Directions → Using the listing below, report all lines holding the word "truncated".

—————

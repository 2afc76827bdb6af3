//! Tensor file codec
//!
//! Converts in-memory tensors to and from the two on-disk representations
//! the external backends consume: self-describing NumPy `.npy` files (v1.0
//! header) for the file-based reference model, and headerless little-endian
//! `.bin` dumps for the hardware simulator. Quantization is applied on the
//! way out when the run is quantized; the decode path dequantizes and
//! normalizes element types for comparison against the reference.

use std::fs::File;
use std::io::{Read, Write};
use std::path::{Path, PathBuf};

use num_traits::NumCast;

use crate::error::{Result, VerificarError};
use crate::quantize::QuantizationParams;
use crate::tensor::{DType, Tensor, TensorData};

const NUMPY_MAGIC: &[u8; 6] = b"\x93NUMPY";

/// Prepare a tensor for saving: contiguous row-major copy, quantized to the
/// record's element type when `quant` is present
///
/// # Errors
///
/// Returns `ContractViolation` if the quantization record is bound to a
/// different tensor than `name` (the record's tensor name must be a
/// substring of the target name), or if a quantized value does not fit the
/// record's element type.
pub fn prep_for_save(
    tensor: &Tensor,
    quant: Option<&QuantizationParams>,
    name: &str,
) -> Result<Tensor> {
    let Some(qp) = quant else {
        return Ok(tensor.clone());
    };

    if !name.contains(qp.node_name.as_str()) {
        return Err(VerificarError::ContractViolation {
            reason: format!(
                "Quantization params name '{}' does not match input tensor name '{name}'",
                qp.node_name
            ),
        });
    }

    let values = tensor.to_f32()?;
    let shape = tensor.shape().to_vec();
    let data = match qp.dtype {
        DType::I8 => TensorData::I8(quantize_slice(&values, qp)?),
        DType::I16 => TensorData::I16(quantize_slice(&values, qp)?),
        DType::I32 => TensorData::I32(quantize_slice(&values, qp)?),
        DType::U8 => TensorData::U8(quantize_slice(&values, qp)?),
        other => {
            return Err(VerificarError::ContractViolation {
                reason: format!("Quantization to non-integer element type {other}"),
            })
        }
    };
    Tensor::new(shape, data)
}

fn quantize_slice<T: NumCast>(values: &[f32], qp: &QuantizationParams) -> Result<Vec<T>> {
    values
        .iter()
        .map(|&v| {
            let q = qp.quantize_value(v);
            NumCast::from(q).ok_or_else(|| VerificarError::ContractViolation {
                reason: format!("Quantized value {q} does not fit element type {}", qp.dtype),
            })
        })
        .collect()
}

/// Save a tensor as `<dir>/<name>.npy`, quantizing first when configured
///
/// # Errors
///
/// Propagates [`prep_for_save`] errors and I/O failures.
pub fn save_npy(
    dir: &Path,
    tensor: &Tensor,
    quant: Option<&QuantizationParams>,
    name: &str,
) -> Result<PathBuf> {
    let prepared = prep_for_save(tensor, quant, name)?;
    let path = dir.join(format!("{name}.npy"));
    write_npy(&path, &prepared)?;
    Ok(path)
}

/// Save a tensor as `<dir>/<name>.bin`, a flat little-endian byte dump with
/// no header, quantizing first when configured
///
/// # Errors
///
/// Propagates [`prep_for_save`] errors and I/O failures.
pub fn save_bytes(
    dir: &Path,
    tensor: &Tensor,
    quant: Option<&QuantizationParams>,
    name: &str,
) -> Result<PathBuf> {
    let prepared = prep_for_save(tensor, quant, name)?;
    let path = dir.join(format!("{name}.bin"));
    let mut file = File::create(&path).map_err(|e| VerificarError::IoError {
        message: format!("Failed to create '{}': {e}", path.display()),
    })?;
    file.write_all(&prepared.to_le_bytes())
        .map_err(|e| VerificarError::IoError {
            message: format!("Failed to write '{}': {e}", path.display()),
        })?;
    Ok(path)
}

/// Write a tensor as a NumPy `.npy` v1.0 file
///
/// Layout: `\x93NUMPY` | major(1) | minor(1) | header_len(u16 LE) | header
/// dict | data. The header is padded so the data starts 64-byte aligned.
///
/// # Errors
///
/// Returns `IoError` on write failure.
pub fn write_npy(path: &Path, tensor: &Tensor) -> Result<()> {
    let shape_str = if tensor.shape().len() == 1 {
        format!("({},)", tensor.shape()[0])
    } else {
        let dims: Vec<String> = tensor.shape().iter().map(ToString::to_string).collect();
        format!("({})", dims.join(", "))
    };
    let header_dict = format!(
        "{{'descr': '{}', 'fortran_order': False, 'shape': {shape_str}, }}",
        tensor.dtype().numpy_descr()
    );

    // magic + major + minor + header_len prefix, then pad to 64 bytes
    let prefix_len = 6 + 1 + 1 + 2;
    let unpadded = prefix_len + header_dict.len() + 1;
    let padding = (64 - (unpadded % 64)) % 64;
    let padded_header = format!("{header_dict}{}\n", " ".repeat(padding));

    let mut file = File::create(path).map_err(|e| VerificarError::IoError {
        message: format!("Failed to create '{}': {e}", path.display()),
    })?;
    let write = |file: &mut File, bytes: &[u8]| {
        file.write_all(bytes).map_err(|e| VerificarError::IoError {
            message: format!("Failed to write '{}': {e}", path.display()),
        })
    };
    write(&mut file, NUMPY_MAGIC)?;
    write(&mut file, &[1u8, 0u8])?;
    write(&mut file, &(padded_header.len() as u16).to_le_bytes())?;
    write(&mut file, padded_header.as_bytes())?;
    write(&mut file, &tensor.to_le_bytes())?;
    Ok(())
}

/// Read a NumPy `.npy` file into a typed tensor
///
/// Supports v1.0 and v2.0 headers, little-endian payloads only.
///
/// # Errors
///
/// Returns `IoError` on read failure and `FormatError` on a malformed or
/// unsupported header.
pub fn read_npy(path: &Path) -> Result<Tensor> {
    let mut file = File::open(path).map_err(|e| VerificarError::IoError {
        message: format!("Failed to open '{}': {e}", path.display()),
    })?;
    let mut bytes = Vec::new();
    file.read_to_end(&mut bytes)
        .map_err(|e| VerificarError::IoError {
            message: format!("Failed to read '{}': {e}", path.display()),
        })?;

    fn format_err(path: &Path, reason: String) -> VerificarError {
        VerificarError::FormatError {
            reason: format!("{}: {reason}", path.display()),
        }
    }

    if bytes.len() < 10 || &bytes[..6] != NUMPY_MAGIC {
        return Err(format_err(path, "not an npy file (bad magic)".to_string()));
    }
    let (major, minor) = (bytes[6], bytes[7]);
    let (header_len, header_start) = match major {
        1 => (u16::from_le_bytes([bytes[8], bytes[9]]) as usize, 10),
        2 => {
            if bytes.len() < 12 {
                return Err(format_err(path, "truncated v2 header".to_string()));
            }
            (
                u32::from_le_bytes([bytes[8], bytes[9], bytes[10], bytes[11]]) as usize,
                12,
            )
        }
        _ => return Err(format_err(path, format!("unsupported npy version {major}.{minor}"))),
    };

    let data_start = header_start + header_len;
    if bytes.len() < data_start {
        return Err(format_err(path, "truncated header".to_string()));
    }
    let header = std::str::from_utf8(&bytes[header_start..data_start])
        .map_err(|e| format_err(path, format!("header is not UTF-8: {e}")))?;

    let descr = parse_header_descr(header).map_err(|r| format_err(path, r))?;
    let dtype = DType::from_numpy_descr(&descr)
        .ok_or_else(|| format_err(path, format!("unsupported descr '{descr}'")))?;
    let mut shape = parse_header_shape(header).map_err(|r| format_err(path, r))?;
    if shape.is_empty() {
        // 0-d array: one element
        shape = vec![1];
    }

    Tensor::from_le_bytes(shape, dtype, &bytes[data_start..])
}

fn parse_header_descr(header: &str) -> std::result::Result<String, String> {
    let key_start = header.find("'descr'").ok_or("missing descr")?;
    let after = &header[key_start + "'descr'".len()..];
    let open = after.find('\'').ok_or("bad descr format")?;
    let rest = &after[open + 1..];
    let close = rest.find('\'').ok_or("unterminated descr")?;
    Ok(rest[..close].to_string())
}

fn parse_header_shape(header: &str) -> std::result::Result<Vec<usize>, String> {
    let key_start = header.find("'shape'").ok_or("missing shape")?;
    let after = &header[key_start..];
    let open = after.find('(').ok_or("bad shape format")?;
    let close = after.find(')').ok_or("unterminated shape")?;
    after[open + 1..close]
        .split(',')
        .filter(|s| !s.trim().is_empty())
        .map(|s| {
            s.trim()
                .parse::<usize>()
                .map_err(|e| format!("bad shape dimension '{}': {e}", s.trim()))
        })
        .collect()
}

/// Decode one backend output for comparison against the reference
///
/// Boolean outputs pass through verbatim. With quantization parameters,
/// integer payloads are widened to i32 and dequantized to f32. Double
/// precision results are narrowed to single precision.
///
/// # Errors
///
/// Returns `ContractViolation` if quantization parameters are supplied for
/// a payload that cannot be dequantized.
pub fn decode_output(tensor: Tensor, quant: Option<&QuantizationParams>) -> Result<Tensor> {
    if tensor.dtype() == DType::Bool {
        // Bool outputs survive quantized models (comparison ops); keep them.
        return Ok(tensor);
    }

    if let Some(qp) = quant {
        if tensor.dtype().is_integer() {
            let shape = tensor.shape().to_vec();
            let widened: Vec<i64> = match tensor.data() {
                TensorData::I8(v) => v.iter().map(|&x| <i64 as From<_>>::from(x)).collect(),
                TensorData::I16(v) => v.iter().map(|&x| <i64 as From<_>>::from(x)).collect(),
                TensorData::I32(v) => v.iter().map(|&x| <i64 as From<_>>::from(x)).collect(),
                TensorData::U8(v) => v.iter().map(|&x| <i64 as From<_>>::from(x)).collect(),
                _ => unreachable!("is_integer covers exactly these variants"),
            };
            let values: Vec<f32> = widened.iter().map(|&q| qp.dequantize_value(q)).collect();
            return Tensor::new(shape, TensorData::F32(values));
        }
    }

    if tensor.dtype() == DType::F64 {
        let shape = tensor.shape().to_vec();
        let values = tensor.to_f32()?;
        return Tensor::new(shape, TensorData::F32(values));
    }

    Ok(tensor)
}

#[cfg(test)]
mod tests {
    use super::*;
    use tempfile::tempdir;

    fn qp(name: &str) -> QuantizationParams {
        QuantizationParams {
            node_name: name.to_string(),
            zero_point: 2,
            scale: 0.5,
            qmin: -128,
            qmax: 127,
            dtype: DType::I8,
        }
    }

    #[test]
    fn test_prep_without_quantization_is_copy() {
        let t = Tensor::from_f32(vec![2], vec![1.0, 2.0]).unwrap();
        let prepared = prep_for_save(&t, None, "x0").unwrap();
        assert_eq!(prepared, t);
    }

    #[test]
    fn test_prep_quantizes_to_record_dtype() {
        let t = Tensor::from_f32(vec![3], vec![0.0, 1.0, -1.0]).unwrap();
        let prepared = prep_for_save(&t, Some(&qp("x0")), "x0").unwrap();
        assert_eq!(prepared.dtype(), DType::I8);
        // 0.0/0.5 + 2 = 2, 1.0/0.5 + 2 = 4, -1.0/0.5 + 2 = 0
        assert_eq!(
            prepared.data(),
            &TensorData::I8(vec![2, 4, 0])
        );
    }

    #[test]
    fn test_prep_name_mismatch_fails() {
        let t = Tensor::from_f32(vec![1], vec![0.0]).unwrap();
        let err = prep_for_save(&t, Some(&qp("other")), "x0").unwrap_err();
        assert!(matches!(err, VerificarError::ContractViolation { .. }));
    }

    #[test]
    fn test_prep_accepts_name_substring() {
        let t = Tensor::from_f32(vec![1], vec![0.0]).unwrap();
        assert!(prep_for_save(&t, Some(&qp("x0")), "model_x0_input").is_ok());
    }

    #[test]
    fn test_npy_roundtrip_f32() {
        let dir = tempdir().unwrap();
        let t = Tensor::from_f32(vec![2, 3], vec![1.0, -2.5, 3.0, 0.0, 5.5, -6.0]).unwrap();
        let path = save_npy(dir.path(), &t, None, "x0").unwrap();
        assert!(path.ends_with("x0.npy"));
        let back = read_npy(&path).unwrap();
        assert_eq!(back, t);
    }

    #[test]
    fn test_npy_roundtrip_quantized_i8() {
        let dir = tempdir().unwrap();
        let t = Tensor::from_f32(vec![4], vec![0.5, 1.0, -0.5, 2.0]).unwrap();
        let path = save_npy(dir.path(), &t, Some(&qp("x0")), "x0").unwrap();
        let back = read_npy(&path).unwrap();
        assert_eq!(back.dtype(), DType::I8);
        assert_eq!(back.shape(), &[4]);
    }

    #[test]
    fn test_npy_header_is_aligned() {
        let dir = tempdir().unwrap();
        let t = Tensor::from_f32(vec![1], vec![1.0]).unwrap();
        let path = save_npy(dir.path(), &t, None, "x0").unwrap();
        let bytes = std::fs::read(&path).unwrap();
        // Data section starts at a 64-byte boundary
        let header_len = u16::from_le_bytes([bytes[8], bytes[9]]) as usize;
        assert_eq!((10 + header_len) % 64, 0);
    }

    #[test]
    fn test_save_bytes_is_headerless() {
        let dir = tempdir().unwrap();
        let t = Tensor::from_f32(vec![2], vec![1.0, 2.0]).unwrap();
        let path = save_bytes(dir.path(), &t, None, "x0").unwrap();
        assert!(path.ends_with("x0.bin"));
        let bytes = std::fs::read(&path).unwrap();
        assert_eq!(bytes.len(), 8);
        assert_eq!(&bytes[..4], &1.0f32.to_le_bytes());
    }

    #[test]
    fn test_read_npy_rejects_bad_magic() {
        let dir = tempdir().unwrap();
        let path = dir.path().join("bad.npy");
        std::fs::write(&path, b"not an npy file at all").unwrap();
        assert!(matches!(
            read_npy(&path).unwrap_err(),
            VerificarError::FormatError { .. }
        ));
    }

    #[test]
    fn test_decode_output_dequantizes_i8() {
        let t = Tensor::new(vec![2], TensorData::I8(vec![4, 0])).unwrap();
        let decoded = decode_output(t, Some(&qp("out"))).unwrap();
        assert_eq!(decoded.dtype(), DType::F32);
        // (4 - 2) * 0.5 = 1.0, (0 - 2) * 0.5 = -1.0
        assert_eq!(decoded.as_f32().unwrap(), &[1.0, -1.0]);
    }

    #[test]
    fn test_decode_output_narrows_f64() {
        let t = Tensor::new(vec![2], TensorData::F64(vec![1.5, -2.5])).unwrap();
        let decoded = decode_output(t, None).unwrap();
        assert_eq!(decoded.dtype(), DType::F32);
    }

    #[test]
    fn test_decode_output_keeps_bool_verbatim() {
        let t = Tensor::new(vec![2], TensorData::Bool(vec![true, false])).unwrap();
        let decoded = decode_output(t.clone(), Some(&qp("out"))).unwrap();
        assert_eq!(decoded, t);
    }

    #[test]
    fn test_decode_output_passes_f32_through() {
        let t = Tensor::from_f32(vec![2], vec![1.0, 2.0]).unwrap();
        let decoded = decode_output(t.clone(), None).unwrap();
        assert_eq!(decoded, t);
    }
}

—————

Response to the task →
                return Err(format_err(path, "truncated v2 header".to_string()));
        return Err(format_err(path, "truncated header".to_string()));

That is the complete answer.